Colaboraciones en revistas especializadas y periódicos realizadas entre 2011 y 2019 por María Fraile Yunta, historiadora del arte y periodista cultural especializada en arte español del siglo XX

jueves, 20 de diciembre de 2012

Buenas noches, amigo

       Ha llegado la hora, las agujas del reloj apuntan que ha llegado el momento de penetrar en aquel lugar incierto. ¿Pero acaso algún lugar aguarda cuando las agujas del reloj se paran?: no más que el que indique el tiempo reflejado en el espejo. Doce horas, setecientos veinte minutos y mil cuatrocientos cuarenta segundos para iniciar el tránsito. No es posible hablar de otra cosa al tratar la obra de Pablo Sicet.
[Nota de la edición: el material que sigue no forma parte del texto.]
use std::io::Read;

use flate2::read::ZlibDecoder;
use flate2::{Compress, Compression, FlushCompress, Status};

use crate::{Result, VzipError};

use super::{CompressOutcome, FrameCodec};

/// Highest zlib effort level.
pub const MAX_LEVEL: u32 = 9;

/// Single-shot zlib (RFC 1950) codec.
///
/// Each call compresses one whole frame into a fresh stream; no state is
/// carried between frames.
#[derive(Debug, Clone, Copy, PartialEq, Eq)]
pub struct ZlibCodec {
    level: u32,
}

impl ZlibCodec {
    /// Creates a codec with the given effort level, clamped to `0..=9`.
    pub fn new(level: u32) -> Self {
        Self {
            level: level.min(MAX_LEVEL),
        }
    }

    pub fn level(&self) -> u32 {
        self.level
    }
}

impl Default for ZlibCodec {
    fn default() -> Self {
        Self::new(MAX_LEVEL)
    }
}

impl FrameCodec for ZlibCodec {
    fn name(&self) -> &'static str {
        "zlib"
    }

    fn compress(&self, data: &[u8], limit: usize) -> Result<CompressOutcome> {
        let mut stream = Compress::new(Compression::new(self.level), true);
        let mut out = Vec::with_capacity(limit.min(worst_case_len(data.len())));

        // One call with Finish: the stream must end within the output buffer.
        let status = stream
            .compress_vec(data, &mut out, FlushCompress::Finish)
            .map_err(|err| VzipError::CompressionError(format!("zlib encode failed: {err}")))?;

        let finished = matches!(status, Status::StreamEnd)
            && stream.total_in() == data.len() as u64
            && out.len() <= limit;
        if finished {
            Ok(CompressOutcome::Complete(out))
        } else {
            Ok(CompressOutcome::Overflow)
        }
    }

    fn decompress(&self, data: &[u8]) -> Result<Vec<u8>> {
        let mut decoder = ZlibDecoder::new(data);
        let mut out = Vec::with_capacity(data.len().saturating_mul(4));
        decoder
            .read_to_end(&mut out)
            .map_err(|err| VzipError::DecompressionError(format!("zlib decode failed: {err}")))?;
        Ok(out)
    }
}

/// Output reservation that covers a finished zlib stream for `len` input
/// bytes at any level.
///
/// Incompressible input becomes stored blocks of 5 bytes overhead each;
/// `len / 1024` leaves room for blocks far smaller than 64 KiB, and the
/// constant covers the header, Adler-32 trailer and the final block.
fn worst_case_len(len: usize) -> usize {
    len.saturating_add(len >> 10).saturating_add(64)
}

#[cfg(test)]
mod tests {
    use super::*;

    fn pseudo_random_bytes(len: usize, seed: u64) -> Vec<u8> {
        let mut state = seed;
        (0..len)
            .map(|_| {
                state = state.wrapping_mul(6364136223846793005).wrapping_add(1);
                (state >> 56) as u8
            })
            .collect()
    }

    #[test]
    fn compresses_zeroes_below_input_size() -> Result<()> {
        let codec = ZlibCodec::default();
        let data = vec![0u8; 4096];
        let CompressOutcome::Complete(compressed) = codec.compress(&data, 4096)? else {
            panic!("zeroes must fit in the output bound");
        };
        assert!(compressed.len() < data.len());
        assert_eq!(codec.decompress(&compressed)?, data);
        Ok(())
    }

    #[test]
    fn output_is_a_standard_zlib_stream() -> Result<()> {
        let codec = ZlibCodec::default();
        let CompressOutcome::Complete(compressed) = codec.compress(b"frame payload", 1024)? else {
            panic!("short input must fit");
        };
        // CMF byte for deflate with a 32 KiB window.
        assert_eq!(compressed[0], 0x78);
        assert_eq!(u16::from_be_bytes([compressed[0], compressed[1]]) % 31, 0);
        Ok(())
    }

    #[test]
    fn random_input_overflows_equal_sized_bound() -> Result<()> {
        let codec = ZlibCodec::default();
        let data = pseudo_random_bytes(64 * 1024, 0xDEAD_BEEF);
        assert_eq!(codec.compress(&data, data.len())?, CompressOutcome::Overflow);

        let widened = data.len() + data.len() / 100 + 64;
        assert!(matches!(
            codec.compress(&data, widened)?,
            CompressOutcome::Complete(_)
        ));
        Ok(())
    }

    #[test]
    fn empty_input_produces_valid_stream() -> Result<()> {
        let codec = ZlibCodec::default();
        let CompressOutcome::Complete(compressed) = codec.compress(&[], 64)? else {
            panic!("empty input must fit");
        };
        assert!(!compressed.is_empty());
        assert!(codec.decompress(&compressed)?.is_empty());
        Ok(())
    }

    #[test]
    fn corrupt_stream_is_reported() {
        let codec = ZlibCodec::default();
        let err = codec.decompress(&[0x78, 0x9c, 0xff, 0xff, 0x00]).unwrap_err();
        assert!(matches!(err, VzipError::DecompressionError(_)));
    }

    #[test]
    fn huge_bound_reserves_only_what_the_input_needs() -> Result<()> {
        let data = pseudo_random_bytes(256 * 1024, 7);
        for level in [0, 6, MAX_LEVEL] {
            let codec = ZlibCodec::new(level);
            let CompressOutcome::Complete(compressed) = codec.compress(&data, usize::MAX)? else {
                panic!("level {level} must finish under an unbounded limit");
            };
            assert!(compressed.capacity() <= worst_case_len(data.len()));
            assert_eq!(codec.decompress(&compressed)?, data);
        }
        Ok(())
    }

    #[test]
    fn level_is_clamped() {
        assert_eq!(ZlibCodec::new(42).level(), MAX_LEVEL);
    }
}
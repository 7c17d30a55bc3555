pub mod compression;
pub mod core;
pub mod error;
pub mod format;
pub mod io;
pub mod pipeline;
pub mod telemetry;
pub mod types;

pub use compression::{CompressOutcome, FrameCodec, ZlibCodec};
pub use crate::core::{
    BoundedOrderedQueue, ConcurrencyLimiter, Permit, WorkerPool, WorkerPoolHandle,
};
pub use error::VzipError;
pub use format::{ArchiveReader, ArchiveWriter, PpmHeader};
pub use io::FrameScanner;
pub use pipeline::{
    ArchiveConfig, ArchivePipeline, ArchiveProgressSnapshot, ArchiveRunStats, ExtractStats,
    FrameNaming, OversizePolicy, RecordInfo,
};
pub use telemetry::worker::{DefaultWorkerTelemetry, WorkerTelemetry};
pub use types::{CompressedFrame, FrameSource, FrameTask, RawFrame, Result, TaskOutput};
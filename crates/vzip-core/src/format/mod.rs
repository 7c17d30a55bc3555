//! On-disk archive formats and payload probing.

pub mod ppm;
pub mod vzip;

pub use ppm::PpmHeader;
pub use vzip::{ArchiveReader, ArchiveWriter, LENGTH_PREFIX_SIZE, RecordIterator};
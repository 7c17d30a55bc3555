pub mod scanner;

pub use scanner::{DEFAULT_FRAME_SUFFIX, FrameScanner};
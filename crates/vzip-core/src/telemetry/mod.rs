use std::collections::BTreeMap;

use serde::{Deserialize, Serialize};

pub mod tags;
pub mod worker;

pub use worker::{DefaultWorkerTelemetry, TaskKind, WorkerTelemetry};

/// Aggregated samples of one histogram metric.
#[derive(Debug, Clone, Copy, Default, PartialEq, Serialize, Deserialize)]
pub struct HistogramSnapshot {
    pub count: u64,
    pub total: u64,
    pub min: u64,
    pub max: u64,
    pub mean: f64,
}

impl HistogramSnapshot {
    fn observe(&mut self, value: u64) {
        if self.count == 0 {
            self.min = value;
            self.max = value;
        }
        self.min = self.min.min(value);
        self.max = self.max.max(value);
        self.count = self.count.saturating_add(1);
        self.total = self.total.saturating_add(value);
        self.mean = self.total as f64 / self.count as f64;
    }
}

/// Gauge value together with the highest value it has held since the last reset.
#[derive(Debug, Clone, Copy, Default, PartialEq, Eq, Serialize, Deserialize)]
pub struct GaugeSnapshot {
    pub current: u64,
    pub peak: u64,
}

/// Point-in-time copy of the process-wide metric registry.
#[derive(Debug, Clone, Default, PartialEq, Serialize, Deserialize)]
pub struct TelemetrySnapshot {
    pub counters: BTreeMap<String, u64>,
    pub gauges: BTreeMap<String, GaugeSnapshot>,
    pub histograms: BTreeMap<String, HistogramSnapshot>,
}

impl TelemetrySnapshot {
    pub fn counter(&self, name: &str) -> Option<u64> {
        self.counters.get(name).copied()
    }

    /// Last value written to a gauge.
    pub fn gauge(&self, name: &str) -> Option<u64> {
        self.gauges.get(name).map(|gauge| gauge.current)
    }

    /// Highest value a gauge reached, e.g. the deepest the frame queue got.
    pub fn gauge_peak(&self, name: &str) -> Option<u64> {
        self.gauges.get(name).map(|gauge| gauge.peak)
    }

    pub fn histogram(&self, name: &str) -> Option<HistogramSnapshot> {
        self.histograms.get(name).copied()
    }
}

/// Adds `value` to a named counter.
#[inline]
pub fn increment_counter(name: &'static str, value: u64) {
    #[cfg(feature = "telemetry")]
    registry::with(|metrics| {
        let counter = metrics.counters.entry(name).or_default();
        *counter = counter.saturating_add(value);
    });

    let _ = (name, value);
}

/// Adds one sample to a named histogram.
#[inline]
pub fn record_histogram(name: &'static str, value: u64) {
    #[cfg(feature = "telemetry")]
    registry::with(|metrics| metrics.histograms.entry(name).or_default().observe(value));

    let _ = (name, value);
}

/// Overwrites a gauge, keeping track of its peak.
#[inline]
pub fn set_gauge(name: &'static str, value: u64) {
    #[cfg(feature = "telemetry")]
    registry::with(|metrics| {
        let gauge = metrics.gauges.entry(name).or_default();
        gauge.current = value;
        gauge.peak = gauge.peak.max(value);
    });

    let _ = (name, value);
}

/// Copies every metric collected so far. Empty without the `telemetry` feature.
pub fn snapshot() -> TelemetrySnapshot {
    #[cfg(feature = "telemetry")]
    {
        registry::with(|metrics| TelemetrySnapshot {
            counters: owned_keys(&metrics.counters),
            gauges: owned_keys(&metrics.gauges),
            histograms: owned_keys(&metrics.histograms),
        })
    }

    #[cfg(not(feature = "telemetry"))]
    {
        TelemetrySnapshot::default()
    }
}

/// Drops every collected metric.
pub fn reset() {
    #[cfg(feature = "telemetry")]
    registry::with(|metrics| *metrics = registry::Metrics::default());
}

#[cfg(feature = "telemetry")]
fn owned_keys<V: Copy>(map: &BTreeMap<&'static str, V>) -> BTreeMap<String, V> {
    map.iter()
        .map(|(name, value)| ((*name).to_owned(), *value))
        .collect()
}

#[cfg(feature = "telemetry")]
mod registry {
    use std::collections::BTreeMap;
    use std::sync::{Mutex, PoisonError};

    use super::{GaugeSnapshot, HistogramSnapshot};

    #[derive(Default)]
    pub(super) struct Metrics {
        pub(super) counters: BTreeMap<&'static str, u64>,
        pub(super) gauges: BTreeMap<&'static str, GaugeSnapshot>,
        pub(super) histograms: BTreeMap<&'static str, HistogramSnapshot>,
    }

    static METRICS: Mutex<Metrics> = Mutex::new(Metrics {
        counters: BTreeMap::new(),
        gauges: BTreeMap::new(),
        histograms: BTreeMap::new(),
    });

    /// Runs `update` with the registry locked. A poisoned lock is reused as is.
    pub(super) fn with<T>(update: impl FnOnce(&mut Metrics) -> T) -> T {
        let mut metrics = METRICS.lock().unwrap_or_else(PoisonError::into_inner);
        update(&mut metrics)
    }
}

#[cfg(all(test, feature = "telemetry"))]
mod tests {
    use super::*;

    #[test]
    fn histogram_tracks_min_max_and_mean() {
        let mut histogram = HistogramSnapshot::default();
        for value in [40, 10, 30] {
            histogram.observe(value);
        }
        assert_eq!(histogram.count, 3);
        assert_eq!(histogram.min, 10);
        assert_eq!(histogram.max, 40);
        assert_eq!(histogram.total, 80);
        assert!((histogram.mean - 80.0 / 3.0).abs() < f64::EPSILON);
    }

    #[test]
    fn first_sample_sets_min() {
        let mut histogram = HistogramSnapshot::default();
        histogram.observe(7);
        assert_eq!(histogram.min, 7);
        assert_eq!(histogram.max, 7);
    }
}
He ahí, en un lugar llamado “entre”, como decía Francisco Rivas. Sí, entre las doce del medio día y las doce de la noche del día de hoy -en este caso-: el tiempo en el que las agujas del reloj se paran. El tiempo en el que la vida se agota, según las profecías Mayas, para dar paso a un lugar desconocido, a un país imaginario (que no por eso irreal) quizá llamado Olontia, donde el recuerdo duele tanto que termina por borrar el pasado.
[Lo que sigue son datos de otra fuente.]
impl ArchivePipeline {
    /// Creates a pipeline using zlib at the configured level.
    pub fn new(config: ArchiveConfig) -> Self {
        let codec = Arc::new(ZlibCodec::new(config.compression_level));
        Self {
            config,
            codec,
            telemetry: Arc::new(DefaultWorkerTelemetry),
        }
    }

    /// Replaces the frame codec.
    pub fn with_codec(mut self, codec: Arc<dyn FrameCodec>) -> Self {
        self.codec = codec;
        self
    }

    /// Replaces the worker telemetry backend.
    pub fn with_telemetry(mut self, telemetry: Arc<dyn WorkerTelemetry>) -> Self {
        self.telemetry = telemetry;
        self
    }

    pub fn config(&self) -> &ArchiveConfig {
        &self.config
    }

    pub fn codec(&self) -> &dyn FrameCodec {
        self.codec.as_ref()
    }

    /// Lists the frames of `dir` using the configured suffix.
    pub fn scan<P: AsRef<Path>>(&self, dir: P) -> Result<Vec<FrameSource>> {
        FrameScanner::new(self.config.frame_suffix.clone()).scan(dir.as_ref())
    }

    /// Archives every frame of `dir` into `writer`.
    pub fn archive_directory<P, W>(&self, dir: P, writer: W) -> Result<(W, ArchiveRunStats)>
    where
        P: AsRef<Path>,
        W: Write,
    {
        let sources = self.scan(dir)?;
        self.archive_sources(sources, writer)
    }

    /// Archives an explicit frame list into `writer`.
    ///
    /// Indices must be exactly `0..sources.len()`, in any order.
    pub fn archive_sources<W: Write>(
        &self,
        sources: Vec<FrameSource>,
        writer: W,
    ) -> Result<(W, ArchiveRunStats)> {
        self.archive_sources_with_progress(sources, writer, NO_PROGRESS_INTERVAL, |_snapshot| {})
    }

    /// Archives an explicit frame list and emits progress snapshots while
    /// results arrive.
    ///
    /// Nothing is written to `writer` unless every frame was read and
    /// compressed successfully.
    pub fn archive_sources_with_progress<W, F>(
        &self,
        sources: Vec<FrameSource>,
        writer: W,
        progress_interval: Duration,
        on_progress: F,
    ) -> Result<(W, ArchiveRunStats)>
    where
        W: Write,
        F: FnMut(ArchiveProgressSnapshot),
    {
        let started_at = Instant::now();
        let collected = self.collect_frames(sources, progress_interval, on_progress)?;
        let (writer, stats) = Self::write_frames(collected, writer, started_at)?;

        telemetry::increment_counter(tags::METRIC_ARCHIVE_RUN_COUNT, 1);
        tracing::info!(
            target: tags::TARGET_PIPELINE,
            frames = stats.frames,
            input_bytes = stats.input_bytes_total,
            output_bytes = stats.output_bytes_total,
            elapsed_ms = stats.elapsed.as_millis() as u64,
            peak_active_workers = stats.peak_active_workers,
            peak_queue_depth = stats.peak_queue_depth,
            "archive run finished"
        );
        Ok((writer, stats))
    }

    /// Archives the frames of `dir` into a file at `output`.
    ///
    /// The archive is assembled in a temporary file next to `output` and
    /// renamed into place only once complete; on any error `output` is left
    /// untouched.
    pub fn archive_to_path<P, Q>(&self, dir: P, output: Q) -> Result<ArchiveRunStats>
    where
        P: AsRef<Path>,
        Q: AsRef<Path>,
    {
        let sources = self.scan(dir)?;
        self.archive_sources_to_path(sources, output)
    }

    /// Same as [`archive_to_path`](Self::archive_to_path) with progress
    /// snapshots.
    pub fn archive_to_path_with_progress<P, Q, F>(
        &self,
        dir: P,
        output: Q,
        progress_interval: Duration,
        on_progress: F,
    ) -> Result<ArchiveRunStats>
    where
        P: AsRef<Path>,
        Q: AsRef<Path>,
        F: FnMut(ArchiveProgressSnapshot),
    {
        let sources = self.scan(dir)?;
        self.archive_sources_to_path_with_progress(sources, output, progress_interval, on_progress)
    }

    /// Archives an explicit frame list into a file at `output`, all or nothing.
    pub fn archive_sources_to_path<Q: AsRef<Path>>(
        &self,
        sources: Vec<FrameSource>,
        output: Q,
    ) -> Result<ArchiveRunStats> {
        self.archive_sources_to_path_with_progress(
            sources,
            output,
            NO_PROGRESS_INTERVAL,
            |_snapshot| {},
        )
    }

    /// Archives an explicit frame list into a file at `output`, all or
    /// nothing, emitting progress snapshots.
    pub fn archive_sources_to_path_with_progress<Q, F>(
        &self,
        sources: Vec<FrameSource>,
        output: Q,
        progress_interval: Duration,
        on_progress: F,
    ) -> Result<ArchiveRunStats>
    where
        Q: AsRef<Path>,
        F: FnMut(ArchiveProgressSnapshot),
    {
        let output = output.as_ref();
        let parent = output
            .parent()
            .filter(|path| !path.as_os_str().is_empty())
            .unwrap_or(Path::new("."));

        let mut staging = NamedTempFile::new_in(parent).map_err(|error| {
            VzipError::from(error).with_context(format!("creating archive in {}", parent.display()))
        })?;

        let stats = {
            let writer = BufWriter::new(staging.as_file_mut());
            let (writer, stats) = self.archive_sources_with_progress(
                sources,
                writer,
                progress_interval,
                on_progress,
            )?;
            writer
                .into_inner()
                .map_err(|error| VzipError::Io(error.into_error()))?;
            stats
        };

        staging.persist(output).map_err(|error| {
            VzipError::Io(error.error).with_context(format!("publishing {}", output.display()))
        })?;
        tracing::debug!(
            target: tags::TARGET_FORMAT,
            path = %output.display(),
            bytes = stats.archive_bytes,
            "archive published"
        );
        Ok(stats)
    }

    /// Decompresses every record of an archive stream, in archive order.
    pub fn extract_archive<R: Read>(&self, reader: R) -> Result<Vec<Vec<u8>>> {
        let mut archive = ArchiveReader::new(reader);
        let mut frames = Vec::new();
        for record in archive.records() {
            let (index, payload) = record?;
            let frame = reverse_compression(self.codec.as_ref(), &payload)
                .map_err(|error| error.with_context(format!("record {index}")))?;
            frames.push(frame);
        }
        Ok(frames)
    }

    /// Decompresses every record of the archive at `archive` into `out_dir`.
    ///
    /// Records are streamed one at a time; the directory is created if
    /// needed.
    pub fn extract_to_directory<P, Q>(
        &self,
        archive: P,
        out_dir: Q,
        naming: &FrameNaming,
    ) -> Result<ExtractStats>
    where
        P: AsRef<Path>,
        Q: AsRef<Path>,
    {
        let started_at = Instant::now();
        let archive = archive.as_ref();
        let out_dir = out_dir.as_ref();
        let file = File::open(archive).map_err(|error| {
            VzipError::from(error).with_context(format!("opening {}", archive.display()))
        })?;
        fs::create_dir_all(out_dir)?;

        let mut reader = ArchiveReader::new(BufReader::new(file));
        let mut stats = ExtractStats {
            elapsed: Duration::ZERO,
            records: 0,
            input_bytes_total: 0,
            output_bytes_total: 0,
        };
        for record in reader.records() {
            let (index, payload) = record?;
            let frame = reverse_compression(self.codec.as_ref(), &payload)
                .map_err(|error| error.with_context(format!("record {index}")))?;
            fs::write(out_dir.join(naming.file_name(index)), &frame)?;

            stats.records += 1;
            stats.input_bytes_total += payload.len() as u64;
            stats.output_bytes_total += frame.len() as u64;
        }
        stats.elapsed = started_at.elapsed();

        tracing::info!(
            target: tags::TARGET_PIPELINE,
            records = stats.records,
            output_bytes = stats.output_bytes_total,
            dir = %out_dir.display(),
            "archive extracted"
        );
        Ok(stats)
    }

    /// Describes every record of an archive stream without keeping payloads.
    pub fn inspect_archive<R: Read>(&self, reader: R) -> Result<Vec<RecordInfo>> {
        let mut archive = ArchiveReader::new(reader);
        let mut records = Vec::new();
        for record in archive.records() {
            let (index, payload) = record?;
            let frame = reverse_compression(self.codec.as_ref(), &payload)
                .map_err(|error| error.with_context(format!("record {index}")))?;
            records.push(RecordInfo {
                index,
                compressed_len: payload.len(),
                original_len: frame.len(),
                dimensions: PpmHeader::parse(&frame).map(|header| (header.width, header.height)),
            });
        }
        Ok(records)
    }

    fn collect_frames<F>(
        &self,
        sources: Vec<FrameSource>,
        progress_interval: Duration,
        mut on_progress: F,
    ) -> Result<CollectedRun>
    where
        F: FnMut(ArchiveProgressSnapshot),
    {
        let sources = validate_sources(sources)?;
        let frames_total = sources.len();
        if frames_total == 0 {
            tracing::debug!(target: tags::TARGET_PIPELINE, "no frames to archive");
            return Ok(CollectedRun {
                frames: Vec::new(),
                input_bytes_total: 0,
                peak_active_workers: 0,
                peak_queue_depth: 0,
                workers: Vec::new(),
            });
        }

        let queue = Arc::new(BoundedOrderedQueue::with_capacity(
            self.config.queue_capacity,
        ));
        let pool = WorkerPool::with_telemetry(self.config.max_workers, Arc::clone(&self.telemetry));

        let task_queue = Arc::clone(&queue);
        let codec = Arc::clone(&self.codec);
        let max_frame_bytes = self.config.max_frame_bytes;
        let max_compressed_bytes = self.config.max_compressed_bytes;
        let policy = self.config.oversize_policy;
        let mut handle = pool.spawn(move |_worker_id, task| {
            let _guard = AbortOnPanic(&task_queue);
            if task_queue.is_aborted() {
                return Err(VzipError::QueueAborted);
            }
            let output = match task {
                FrameTask::Produce(source) => {
                    producer::produce(&source, &task_queue, max_frame_bytes, policy).map(
                        |bytes| TaskOutput::Produced {
                            index: source.index,
                            bytes,
                        },
                    )
                }
                FrameTask::Consume => {
                    consumer::consume(&task_queue, codec.as_ref(), max_compressed_bytes)
                        .map(TaskOutput::Consumed)
                }
            };
            if output
                .as_ref()
                .is_err_and(|error| !matches!(error, VzipError::QueueAborted))
            {
                task_queue.abort();
            }
            output
        })?;

        tracing::debug!(
            target: tags::TARGET_PIPELINE,
            frames = frames_total,
            workers = pool.num_workers(),
            queue_capacity = queue.capacity(),
            "archive run started"
        );

        for source in sources {
            let submitted = handle
                .submit(FrameTask::Produce(source))
                .and_then(|()| handle.submit(FrameTask::Consume));
            if let Err(error) = submitted {
                queue.abort();
                let _ = handle.finish();
                return Err(error);
            }
        }
        handle.close();

        let expected = frames_total * 2;
        let started_at = Instant::now();
        let emit_every = progress_interval.max(Duration::from_millis(10));
        let mut last_emit_at = Instant::now();
        let mut received = 0usize;
        let mut frames_read = 0usize;
        let mut input_bytes_total = 0u64;
        let mut output_bytes = 0u64;
        let mut frames = Vec::with_capacity(frames_total);
        let mut first_error: Option<VzipError> = None;

        while received < expected {
            match handle.recv_timeout(RESULT_POLL_INTERVAL) {
                Some(result) => {
                    received += 1;
                    match result {
                        Ok(TaskOutput::Produced { bytes, .. }) => {
                            frames_read += 1;
                            input_bytes_total += bytes;
                        }
                        Ok(TaskOutput::Consumed(frame)) => {
                            output_bytes += frame.len() as u64;
                            frames.push(frame);
                        }
                        Err(error) => {
                            queue.abort();
                            record_first_error(&mut first_error, error);
                        }
                    }
                }
                None if handle.is_drained() => break,
                None => {}
            }

            if last_emit_at.elapsed() >= emit_every || received == expected {
                on_progress(ArchiveProgressSnapshot {
                    elapsed: started_at.elapsed(),
                    frames_total,
                    frames_read,
                    frames_compressed: frames.len(),
                    input_bytes_read: input_bytes_total,
                    output_bytes_compressed: output_bytes,
                    runtime: handle.runtime_snapshot(),
                });
                last_emit_at = Instant::now();
            }
        }

        let runtime = handle.runtime_snapshot();
        let peak_active_workers = handle.peak_active();
        if let Err(join_error) = handle.join() {
            record_first_error(&mut first_error, join_error);
        }
        if let Some(error) = first_error {
            tracing::warn!(target: tags::TARGET_PIPELINE, %error, "archive run aborted");
            return Err(error);
        }
        if frames.len() != frames_total {
            return Err(VzipError::InvalidInput(
                "worker pool exited before every frame was compressed",
            ));
        }

        Ok(CollectedRun {
            frames,
            input_bytes_total,
            peak_active_workers,
            peak_queue_depth: queue.peak_len(),
            workers: runtime.workers,
        })
    }

    fn write_frames<W: Write>(
        collected: CollectedRun,
        writer: W,
        started_at: Instant,
    ) -> Result<(W, ArchiveRunStats)> {
        let CollectedRun {
            mut frames,
            input_bytes_total,
            peak_active_workers,
            peak_queue_depth,
            workers,
        } = collected;

        frames.sort_by_key(|frame| frame.index);

        let mut archive_writer = ArchiveWriter::new(writer);
        for frame in &frames {
            archive_writer.write_record(frame)?;
        }
        let output_bytes_total = archive_writer.payload_bytes();
        let archive_bytes = archive_writer.archive_bytes();
        let writer = archive_writer.finish()?;

        let stats = ArchiveRunStats {
            elapsed: started_at.elapsed(),
            frames: frames.len(),
            input_bytes_total,
            output_bytes_total,
            archive_bytes,
            peak_active_workers,
            peak_queue_depth,
            workers,
        };
        Ok((writer, stats))
    }
}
Nadie habita ya en este país. O acaso sólo lo haga ya el olvido. “Donde habite el olvido” decía Luis Cernuda…, pues el deseo configura un lugar donde el edén está lleno de ausencias, de anhelos que marcan el tránsito hacia el paraíso perdido de cada cual: aquel que ya no existe, aquel que se perdió cuando arrancaron al feto del útero materno y que produce dolor cuando se intenta recuperar frente a un espejo que se rompe. Y el espejo vuelve a romperse… 
                           
“Tuvimos que abandonar la casa familiar, un caserón que yo recuerdo enorme, donde nací y me crié, donde me fui abriendo al mundo. En la parte trasera de aquella casa, en los corrales y en las caballerizas, era donde de pequeño jugaba con mis amigos de la calle. Y un año, al volver de vacaciones me encontré con que mi casa ya no era mi casa y que mi familia había tenido que mudarse a una de las casitas que mi padre había construido en los buenos tiempos para alojar al capataz, al químico y al personal de su empresa de aceites y jabones…”, decía Pablo Sicet…

Y es que en Olontia, como decía Rivas, el tiempo se detuvo para siempre en la hora del crepúsculo, en aquella hora en que las heridas dejan una marca que duele hasta el punto de configurar un lugar catártico: “una carta que ya nadie volverá a leer, un puñal que el tiempo no tardará en oxidar, unas almenas tras las que ya nadie espera, chimeneas, pirámides y zigurats deshabitados, conjuros sordos, brasas…, un lugar donde no existe el deseo y la libertad se cubre de nieblas.”

Los relojes no se derriten, las agujas giran hacia delante, pero lo hacen no antes de girar hacia atrás, hacia un lugar que, si bien no es esa arcadia original perdida para siempre, sí al menos es un ámbito que posee “el embrujo de las tierras vírgenes, el color de la pasión, el sabor de la aventura, pues en las cenizas del recuerdo germinan los brotes del futuro. Edificada sobre las cenizas del pasado, la gran historia de Olontia aún está por escribir”, -decía el mismo autor-.

Sólo cuando el pasado deja de doler es posible decir, como decía Jaime Gil de Biedma, el poeta que un día le abrió la puerta de su casa de Nava de la Asunción (Segovia) al autor de esta muestra de relojes llamada Las horas del día: “Las horas no han pasado todavía, tú no sientes cómo el tiempo se adentra en esta habitación con la luz encendida, que deprisa, en mi cama esta noche, animalito, con la simple nobleza de la necesidad mientras que te miraba, te quedaste dormido”. Los contornos de ese país tranquilo, son los de tu cuerpo. “Así pues, buenas noches”, amigo.